Real Estate Lawyers Glastonbury CT

Title Insurance for Homeowners

How is Title Insurance different than other Insurance?

The basic function of any type of insurance is to shift the risk of loss from one party to another, in exchange for a fee or premium. An automobile owner pays a premium to an insurance company to assume the risk of loss for any accident the owner might be involved in. Insurance companies survive by correctly calculating the balance between income and claims losses.  Before any insurance company agrees to insure a party, the company performs a process of evaluating the level of risk. This process is generally called “underwriting “.

Title insurance companies insure owners and lenders against loss resulting from matters affecting the title to, or the ownership of, real estate. These companies examine the ownership history the real estate, any prior liens or mortgages and any other items affecting the ownership of or use of the real estate (such as easements, assignments, etc.) and charge an owner and/or a lender a premium to insure that there is nothing in that history that will result in a loss to the insured. Unlike other forms of insurance, title insurance relies on a single premium paid at the time of acquisition of the interest in the real estate.

A few of the most common risks title insurance protects against are:

A) Liens for unpaid property taxes, estate taxes, mortgages, mechanics liens, assessments

B) Forged instruments, false claims of ownership, false representations

C) Mistakes in recording legal documents

Usually, the real estate interests insured are fee simple ownership or a mortgage lien; however, any interest in real property can be insured, including such things as easements, leases, or even life estates. If a monetary loss results from a title defect or lien on the insured property, the title insurer will defend the insured against any attack on the title or pay the insured for the money lost up to the amount of the policy, provided the defect is not excluded within the coverage exceptions.
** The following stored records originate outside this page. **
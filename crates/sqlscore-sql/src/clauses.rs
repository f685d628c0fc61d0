use std::sync::OnceLock;

use regex::Regex;
use serde::Serialize;

use crate::normalize::{regex_normalize, Strategy};
use crate::tokenizer::{render, split_top_level, tokenize, Token, TokenKind};

/// The clause kinds scored independently by component matching.
#[derive(Debug, Clone, Copy, PartialEq, Eq, Hash, PartialOrd, Ord, Serialize)]
#[serde(rename_all = "snake_case")]
pub enum ClauseKind {
    Projection,
    Source,
    Filter,
    Joins,
    Grouping,
    Ordering,
    Having,
    Limit,
}

impl ClauseKind {
    pub const ALL: [ClauseKind; 8] = [
        ClauseKind::Projection,
        ClauseKind::Source,
        ClauseKind::Filter,
        ClauseKind::Joins,
        ClauseKind::Grouping,
        ClauseKind::Ordering,
        ClauseKind::Having,
        ClauseKind::Limit,
    ];

    pub fn as_str(self) -> &'static str {
        match self {
            Self::Projection => "projection",
            Self::Source => "source",
            Self::Filter => "filter",
            Self::Joins => "joins",
            Self::Grouping => "grouping",
            Self::Ordering => "ordering",
            Self::Having => "having",
            Self::Limit => "limit",
        }
    }
}

/// Clause texts of one statement. Missing clauses are empty.
///
/// Texts are taken from the statement with comments removed and whitespace
/// collapsed; the introducing keywords (`SELECT`, `GROUP BY`, ...) are not
/// included, except for joins, which keep their join keywords.
#[derive(Debug, Clone, Default, PartialEq, Eq, Serialize)]
pub struct ClauseSet {
    pub projection: String,
    pub source: String,
    pub filter: String,
    pub joins: Vec<String>,
    pub grouping: String,
    pub ordering: String,
    pub having: String,
    pub limit: String,
    pub strategy: Option<Strategy>,
}

impl ClauseSet {
    /// Text of one clause kind; joins are joined with a single space.
    pub fn text(&self, kind: ClauseKind) -> String {
        match kind {
            ClauseKind::Projection => self.projection.clone(),
            ClauseKind::Source => self.source.clone(),
            ClauseKind::Filter => self.filter.clone(),
            ClauseKind::Joins => self.joins.join(" "),
            ClauseKind::Grouping => self.grouping.clone(),
            ClauseKind::Ordering => self.ordering.clone(),
            ClauseKind::Having => self.having.clone(),
            ClauseKind::Limit => self.limit.clone(),
        }
    }

    pub fn is_present(&self, kind: ClauseKind) -> bool {
        match kind {
            ClauseKind::Joins => !self.joins.is_empty(),
            other => !self.text(other).is_empty(),
        }
    }

    fn has_core_content(&self) -> bool {
        !(self.projection.is_empty() && self.source.is_empty() && self.filter.is_empty())
    }

    fn slot(&mut self, kind: ClauseKind) -> Option<&mut String> {
        match kind {
            ClauseKind::Projection => Some(&mut self.projection),
            ClauseKind::Source => Some(&mut self.source),
            ClauseKind::Filter => Some(&mut self.filter),
            ClauseKind::Grouping => Some(&mut self.grouping),
            ClauseKind::Ordering => Some(&mut self.ordering),
            ClauseKind::Having => Some(&mut self.having),
            ClauseKind::Limit => Some(&mut self.limit),
            ClauseKind::Joins => None,
        }
    }

    fn record(&mut self, kind: ClauseKind, text: String) {
        if text.is_empty() {
            return;
        }
        if kind == ClauseKind::Joins {
            self.joins.push(text);
        } else if let Some(slot) = self.slot(kind) {
            if slot.is_empty() {
                *slot = text;
            }
        }
    }
}

/// Split a statement into its top-level clauses.
///
/// Keywords nested in parentheses (subqueries, function calls, window
/// specs) never start a clause. When the structural pass finds no
/// projection, source or filter, keyword-anchored regex extraction is used.
/// Never fails.
pub fn extract_components(sql: &str) -> ClauseSet {
    if let Ok(tokens) = tokenize(sql) {
        let clauses = extract_structural(&tokens);
        if clauses.has_core_content() {
            return clauses;
        }
    }
    tracing::debug!("structural clause extraction found nothing, using regex extraction");
    extract_with_regex(sql)
}

#[derive(Debug, Clone, Copy, PartialEq, Eq)]
enum Section {
    Clause(ClauseKind),
    /// Top-level text that is not scored (e.g. a `WINDOW` clause).
    Ignored,
}

const JOIN_MODIFIERS: [&str; 7] = ["INNER", "LEFT", "RIGHT", "FULL", "CROSS", "NATURAL", "OUTER"];

/// Length of the boundary starting at `idx` and the section it opens.
fn boundary_at(tokens: &[Token], idx: usize, current: Option<Section>) -> Option<(usize, Section, bool)> {
    let token = &tokens[idx];
    if token.kind != TokenKind::Word {
        return None;
    }
    let next_is = |word: &str| tokens.get(idx + 1).is_some_and(|next| next.is_word(word));
    let in_from = matches!(
        current,
        Some(Section::Clause(ClauseKind::Source)) | Some(Section::Clause(ClauseKind::Joins))
    );
    let clause = |kind| Some(Section::Clause(kind));

    // (tokens consumed by the keyword, section, keep keyword in clause text)
    let found = match token.upper().as_str() {
        "SELECT" if current.is_none() => (1, clause(ClauseKind::Projection), false),
        "FROM" => (1, clause(ClauseKind::Source), false),
        "WHERE" => (1, clause(ClauseKind::Filter), false),
        "GROUP" if next_is("BY") => (2, clause(ClauseKind::Grouping), false),
        "HAVING" => (1, clause(ClauseKind::Having), false),
        "ORDER" if next_is("BY") => (2, clause(ClauseKind::Ordering), false),
        "LIMIT" => (1, clause(ClauseKind::Limit), false),
        "OFFSET" | "FETCH" if current != Some(Section::Clause(ClauseKind::Limit)) => {
            (0, clause(ClauseKind::Limit), true)
        }
        "WINDOW" => (1, Some(Section::Ignored), false),
        word if in_from && JOIN_MODIFIERS.contains(&word) || word == "JOIN" => {
            // Modifiers and JOIN open one clause together.
            (join_keyword_len(tokens, idx)?, clause(ClauseKind::Joins), true)
        }
        _ => return None,
    };
    let (consumed, section, keep) = found;
    section.map(|section| (consumed, section, keep))
}

/// Number of tokens in `[modifiers...] JOIN` starting at `idx`, if the words
/// there form one.
fn join_keyword_len(tokens: &[Token], idx: usize) -> Option<usize> {
    let offset = tokens[idx..]
        .iter()
        .position(|token| !JOIN_MODIFIERS.iter().any(|modifier| token.is_word(modifier)))?;
    tokens[idx + offset].is_word("JOIN").then_some(offset + 1)
}

fn is_statement_end(token: &Token) -> bool {
    (token.kind == TokenKind::Symbol && token.text == ";")
        || ["UNION", "INTERSECT", "EXCEPT"]
            .iter()
            .any(|word| token.is_word(word))
}

fn extract_structural(tokens: &[Token]) -> ClauseSet {
    let mut clauses = ClauseSet {
        strategy: Some(Strategy::Tokenized),
        ..ClauseSet::default()
    };
    let mut depth = 0_usize;
    let mut current: Option<(Section, usize)> = None;
    let mut idx = 0;

    let close = |clauses: &mut ClauseSet, current: Option<(Section, usize)>, end: usize| {
        if let Some((Section::Clause(kind), start)) = current {
            clauses.record(kind, render(&tokens[start..end], false));
        }
    };

    while idx < tokens.len() {
        let token = &tokens[idx];
        match token.kind {
            TokenKind::LParen => depth += 1,
            TokenKind::RParen => depth = depth.saturating_sub(1),
            _ if depth == 0 => {
                // Only text after the first top-level SELECT belongs to clauses.
                if current.is_some() && is_statement_end(token) {
                    break;
                }
                if let Some((consumed, section, keep)) =
                    boundary_at(tokens, idx, current.map(|(section, _)| section))
                {
                    close(&mut clauses, current, idx);
                    let start = if keep { idx } else { idx + consumed };
                    current = Some((section, start));
                    idx += consumed.max(1);
                    continue;
                }
            }
            _ => {}
        }
        idx += 1;
    }
    close(&mut clauses, current, idx.min(tokens.len()));
    clauses
}

fn boundary_re() -> Option<&'static Regex> {
    static RE: OnceLock<Option<Regex>> = OnceLock::new();
    RE.get_or_init(|| {
        Regex::new(
            r"(?i)\b(SELECT|FROM|WHERE|GROUP\s+BY|HAVING|ORDER\s+BY|LIMIT|(?:(?:INNER|LEFT|RIGHT|FULL|CROSS|NATURAL)\s+)?(?:OUTER\s+)?JOIN)\b",
        )
        .ok()
    })
    .as_ref()
}

fn kind_for_keyword(keyword: &str) -> ClauseKind {
    let upper = keyword.to_ascii_uppercase();
    match upper.split_whitespace().next().unwrap_or_default() {
        "SELECT" => ClauseKind::Projection,
        "FROM" => ClauseKind::Source,
        "WHERE" => ClauseKind::Filter,
        "GROUP" => ClauseKind::Grouping,
        "HAVING" => ClauseKind::Having,
        "ORDER" => ClauseKind::Ordering,
        "LIMIT" => ClauseKind::Limit,
        _ => ClauseKind::Joins,
    }
}

/// Keyword-anchored extraction: each clause runs from its keyword to the
/// next clause keyword. Subqueries are not understood.
fn extract_with_regex(sql: &str) -> ClauseSet {
    let text = regex_normalize(sql);
    let mut clauses = ClauseSet {
        strategy: Some(Strategy::Regex),
        ..ClauseSet::default()
    };
    let Some(re) = boundary_re() else {
        return clauses;
    };

    let matches: Vec<_> = re.find_iter(&text).collect();
    for (position, found) in matches.iter().enumerate() {
        let end = matches
            .get(position + 1)
            .map_or(text.len(), |next| next.start());
        let kind = kind_for_keyword(found.as_str());
        let start = if kind == ClauseKind::Joins {
            found.start()
        } else {
            found.end()
        };
        clauses.record(kind, text[start..end].trim().to_string());
    }
    clauses
}

/// Top-level comma-separated items of a clause (projection, grouping, ...).
pub fn split_items(text: &str) -> Vec<String> {
    match tokenize(text) {
        Ok(tokens) => split_top_level(&tokens, |token| token.kind == TokenKind::Comma)
            .into_iter()
            .map(|piece| render(piece, false))
            .collect(),
        Err(_) => split_commas_by_scan(text),
    }
}

fn split_commas_by_scan(text: &str) -> Vec<String> {
    let mut items = Vec::new();
    let mut depth = 0_i32;
    let mut quote: Option<char> = None;
    let mut current = String::new();
    for ch in text.chars() {
        match (quote, ch) {
            (Some(open), ch) if ch == open => quote = None,
            (Some(_), _) => {}
            (None, '\'' | '"') => quote = Some(ch),
            (None, '(') => depth += 1,
            (None, ')') => depth -= 1,
            (None, ',') if depth == 0 => {
                items.push(std::mem::take(&mut current));
                continue;
            }
            _ => {}
        }
        current.push(ch);
    }
    items.push(current);
    items
        .into_iter()
        .map(|item| item.trim().to_string())
        .filter(|item| !item.is_empty())
        .collect()
}

fn and_or_re() -> Option<&'static Regex> {
    static RE: OnceLock<Option<Regex>> = OnceLock::new();
    RE.get_or_init(|| Regex::new(r"(?i)\s+(?:AND|OR)\s+").ok())
        .as_ref()
}

/// Conditions of a WHERE/HAVING clause split on top-level AND/OR.
/// The AND of a `BETWEEN x AND y` stays inside its condition.
pub fn split_conditions(text: &str) -> Vec<String> {
    match tokenize(text) {
        Ok(tokens) => {
            let mut in_between = false;
            split_top_level(&tokens, |token| {
                if token.is_word("BETWEEN") {
                    in_between = true;
                    false
                } else if token.is_word("AND") && in_between {
                    in_between = false;
                    false
                } else {
                    token.is_word("AND") || token.is_word("OR")
                }
            })
            .into_iter()
            .map(|piece| render(piece, false))
            .collect()
        }
        Err(_) => match and_or_re() {
            Some(re) => re
                .split(text)
                .map(|part| part.trim().to_string())
                .filter(|part| !part.is_empty())
                .collect(),
            None => vec![text.trim().to_string()],
        },
    }
}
Learn more about why Title Insurance is critical to have.

 

Unlike other forms of insurance, title insurance is backward looking, instead of forward looking.  Most insurance insures for future events or occurrences.  Title insurance insures that at the time you buy the insurance, nothing has occurred to date that would cause issues in the future.  If, after buying the real estate and the title insurance, the owner does anything to cause an issue, the insurance may not cover those future acts.

Owners of real estate and Mortgage lenders have different interests, and different insurance protections.  When you finance real estate, the lender will require you to purchase a Lender’s Title Policy.  That policy does not protect you, as the owner, in any way.  You should purchase a separate Owner’s Title Policy at the time you buy the real estate, to make sure you have the protection you need.

The two most common title policies are the Owner’s Policy and the Lender’s Policy. The Owner’s Policy details the coverage as of the policy’s effective date and provides a litany of exclusions to coverage that the title company refuses to insure, known as Schedule B Exclusions. Typically, the policy limit is the purchase price of the property, and coverage lasts as long as the insured maintains the covered interest.

A Mortgagee’s Policy (or Lender’s Policy) insures the enforceability of the lender’s mortgage lien. Just as a lender will demand that the property has casualty and hazard insurance to protect the lender’s investment, the first lien holder also will require title insurance as security for its investment in the real estate, protecting against defects and liens. This protects all lenders up to the amount of their loans. Lenders do not want to be standing behind any other interest holder if they are trying to collect on their collateral. Title insurance for lenders makes sense as an investment, but it is also a legal requirement for many regulated mortgage lenders and has contributed to the proliferation of the secondary mortgage market in this country.

A one-time premium based on the value of your home is your only cost as long as you or your heirs own the property. There are no annual or monthly payments.